Padahal, ketika PPATK menyampaikan hal yang
sama beberapa bulan lalu, Kementerian Dalam Negeri berjanji akan menelusuri
rekening tak wajar milik kepala daerah dan pejabat lain. KPK juga berjanji akan
menindaklanjuti laporan transaksi keuangan mencurigakan itu. Namun, janji itu
rupanya hanya reaksi spontan, bukan untuk dilaksanakan.
Sangat Praktis
Mengapa laporan PPATK tidak ditindaklajuti
sama sekali oleh institusi penegak hukum yang berwenang tadi? Padahal,
pembuktiannya dapat dikatakan sangat praktis karena hasil pemeriksaan PPATK
atas transaksi keuangan mencurigakan sudah dapat dijadikan bukti permulaan
untuk mengajukannya ke pengadilan.
Untuk pemeriksaan di depan sidang pengadilan
atas tindak pidana pencucian uang, tindak pidana asalnya tidak wajib dibuktikan
karena UU Nomor 8 Tahun 2010 tentang Tindak Pidana Pencucian Uang menganut
”sistem pembuktian terbalik”. Terdakwalah yang wajib membuktikan harta
kekayaannya, bukan merupakan hasil tindak pidana dengan cara mengajukan alat
bukti yang cukup (Pasal 77 dan 78).
Sistem pembuktian terbalik dapat dipandang
sebagai pranata hukum progresif untuk memulihkan keuangan negara yang dijarah
para koruptor, juga pelaku tindak pidana lain, dengan merampas, kemudian
dimasukkan ke kas negara semua atau sebagian uang dalam rekening tak wajar.

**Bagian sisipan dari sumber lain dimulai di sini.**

use crate::error_sink::ErrorCode;
use crate::storage::Resource;
use crate::work::context::{JobContext, JobKind};
use crate::work::job::{self, Job, JobOutcome, StepFailure, WorkServices};
use async_trait::async_trait;
use std::sync::Arc;
use tracing::debug;

const VERSION_FAILED: StepFailure = StepFailure {
    code: ErrorCode::VersionAuthorityFailed,
    title: "Version Not Created",
    user_message: "I could not create a version for the new resource.",
};

const STORE_FAILED: StepFailure = StepFailure {
    code: ErrorCode::CreateResourceOnServerFailed,
    title: "Resource Creation Failed",
    user_message: "I failed to create the resource on the server.",
};

/// Store a brand new resource: first version, metadata and data.
#[derive(Debug)]
pub struct CreateResourceJob {
    resource: Resource,
    services: WorkServices,
}

impl CreateResourceJob {
    pub fn new(resource: Resource, services: WorkServices) -> Self {
        Self { resource, services }
    }
}

#[async_trait]
impl Job for CreateResourceJob {
    fn kind(&self) -> JobKind {
        JobKind::CreateResource
    }

    fn services(&self) -> &WorkServices {
        &self.services
    }

    async fn run(self, ctx: Arc<JobContext>) -> JobOutcome {
        let Self {
            mut resource,
            services,
        } = self;

        let Some(timer) = job::begin(&ctx, &services) else {
            return job::finish(&ctx, resource);
        };
        if ctx.should_stop() {
            return job::finish(&ctx, resource);
        }

        match timer.guard(services.versions.create_new_version(None)).await {
            Ok(version) => {
                debug!(job_id = ctx.id(), version = %version.id, "Version issued");
                resource.assign_version(&version);
            }
            Err(e) => {
                job::fail_step(&ctx, "create version", &resource, &e, VERSION_FAILED);
                return job::finish(&ctx, resource);
            }
        }
        if ctx.should_stop() {
            return job::finish(&ctx, resource);
        }

        let subscription = job::watch_data(&ctx, &resource);
        let stored = timer.guard(resource.create_on_remote(&services.store)).await;
        drop(subscription);
        if let Err(e) = stored {
            job::fail_step(&ctx, "create on server", &resource, &e, STORE_FAILED);
            return job::finish(&ctx, resource);
        }

        job::complete(&ctx, resource)
    }
}
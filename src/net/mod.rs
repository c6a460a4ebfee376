//! Connection and transfer progress primitives.

pub mod connection;
pub mod progress;

pub use connection::Connection;
pub use progress::{percent, Direction, Progress};
//! Job-wide deadline.

use crate::error::{Error, Result};
use std::future::Future;
use std::time::Duration;
use tokio::runtime::Handle;
use tokio::task::JoinHandle;
use tokio_util::sync::CancellationToken;

/// Timer started at the beginning of a job. Work wrapped in [`guard`]
/// fails with `Error::JobTimeout` once the deadline passes.
///
/// [`guard`]: JobTimeout::guard
#[derive(Debug)]
pub struct JobTimeout {
    duration: Duration,
    expired: CancellationToken,
    timer: JoinHandle<()>,
}

impl JobTimeout {
    /// Start the timer on the current runtime. Fails when there is no
    /// runtime or the duration is zero.
    pub fn start(duration: Duration) -> Result<Self> {
        if duration.is_zero() {
            return Err(Error::JobFatal("Job timeout must be positive".to_string()));
        }
        let runtime = Handle::try_current()
            .map_err(|e| Error::JobFatal(format!("No runtime to host the job timeout: {}", e)))?;

        let expired = CancellationToken::new();
        let token = expired.clone();
        let timer = runtime.spawn(async move {
            tokio::time::sleep(duration).await;
            token.cancel();
        });

        Ok(Self {
            duration,
            expired,
            timer,
        })
    }

    pub fn duration(&self) -> Duration {
        self.duration
    }

    pub fn is_expired(&self) -> bool {
        self.expired.is_cancelled()
    }

    /// Run `work` unless the deadline passes first.
    pub async fn guard<T, F>(&self, work: F) -> Result<T>
    where
        F: Future<Output = Result<T>>,
    {
        tokio::select! {
            biased;
            _ = self.expired.cancelled() => Err(Error::JobTimeout(self.duration)),
            result = work => result,
        }
    }
}

impl Drop for JobTimeout {
    fn drop(&mut self) {
        self.timer.abort();
    }
}

#[cfg(test)]
mod tests {
    use super::*;

    #[test]
    fn test_start_outside_runtime_fails() {
        let err = JobTimeout::start(Duration::from_secs(1)).unwrap_err();
        assert!(matches!(err, Error::JobFatal(_)));
    }

    #[tokio::test]
    async fn test_zero_duration_fails() {
        assert!(JobTimeout::start(Duration::ZERO).is_err());
    }

    #[tokio::test]
    async fn test_guard_passes_result_through() {
        let timeout = JobTimeout::start(Duration::from_secs(5)).unwrap();
        let value = timeout.guard(async { Ok(7) }).await.unwrap();
        assert_eq!(value, 7);
        assert!(!timeout.is_expired());
    }

    #[tokio::test]
    async fn test_guard_expires() {
        let timeout = JobTimeout::start(Duration::from_millis(20)).unwrap();
        let result: Result<()> = timeout
            .guard(async {
                tokio::time::sleep(Duration::from_secs(5)).await;
                Ok(())
            })
            .await;
        assert!(matches!(result, Err(Error::JobTimeout(_))));
        assert!(timeout.is_expired());
    }
}
//! Transfer progress reporting.

/// Which way a packet travelled
#[derive(Debug, Clone, Copy, PartialEq, Eq, Hash)]
pub enum Direction {
    Send,
    Receive,
}

/// One progress notification: a packet moved over the connection.
#[derive(Debug, Clone, Copy, PartialEq)]
pub struct Progress {
    pub direction: Direction,

    /// Body bytes in this packet
    pub bytes: usize,

    /// Body length in this direction, when declared
    pub total: Option<u64>,

    /// Percent of the request body sent, `None` when indeterminate
    pub percent_sent: Option<f64>,

    /// Percent of the response body received, `None` when indeterminate
    pub percent_received: Option<f64>,

    /// Index of the command within its task (0 for a lone command)
    pub step: usize,
}

impl Progress {
    pub fn sent(bytes: usize, done: u64, total: Option<u64>) -> Self {
        Self {
            direction: Direction::Send,
            bytes,
            total,
            percent_sent: percent(done, total),
            percent_received: Some(0.0),
            step: 0,
        }
    }

    pub fn received(bytes: usize, done: u64, total: Option<u64>) -> Self {
        Self {
            direction: Direction::Receive,
            bytes,
            total,
            percent_sent: Some(100.0),
            percent_received: percent(done, total),
            step: 0,
        }
    }

    /// Re-tag a command's progress with its position inside a task.
    pub fn in_step(mut self, step: usize) -> Self {
        self.step = step;
        self
    }

    pub fn is_send(&self) -> bool {
        self.direction == Direction::Send
    }
}

/// `done / total` as a percentage; `None` when the total is unknown.
pub fn percent(done: u64, total: Option<u64>) -> Option<f64> {
    total.map(|total| {
        if total == 0 {
            100.0
        } else {
            (done as f64 * 100.0 / total as f64).min(100.0)
        }
    })
}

Sekarang tinggal kesungguhan dari aparat
penegak hukum memberantas tindak pidana pencucian uang sebagai lanjutan dari
korupsi dan tindak pidana lain yang kemudian ditransaksikan.
Tindak pidana pencucian uang tidak hanya
mengancam stabilitas dan integritas sistem perekonomian dan keuangan negara,
tetapi juga dapat membahayakan sendi-sendi kehidupan bermasyarakat, berbangsa,
dan bernegara. Jadi, tindak pidana ini sangat berbahaya. Pantas ancaman
hukumannya sangat berat, maksimum 20 tahun penjara dan sejumlah uang denda.
Karena itu, begitu ada laporan PPATK tentang
transaksi keuangan mencurigakan yang terindikasi pidana, aparat penegak hukum
yang kompeten mesti segera menindaklanjuti dengan melakukan penyidikan. Itulah
bagian dari tugas dan kewajiban aparat penegak hukum. Namun, kenyataannya,
laporan PPATK itu diabaikan sampai kini sehingga menimbulkan banyak dampak
negatif, antara lain terungkapnya ”Gayus baru” seperti Dhana yang diduga itu.
Sikap aparat penegak hukum yang tidak
menindaklanjuti laporan PPATK sesungguhnya merupakan pelanggaran hukum. Ini
jelas sangat memalukan dan mencoreng citra aparat penegak hukum sendiri. Aparat
penegak hukum terkesan impotensi, tidak punya nyali. Mengapa ini bisa terjadi?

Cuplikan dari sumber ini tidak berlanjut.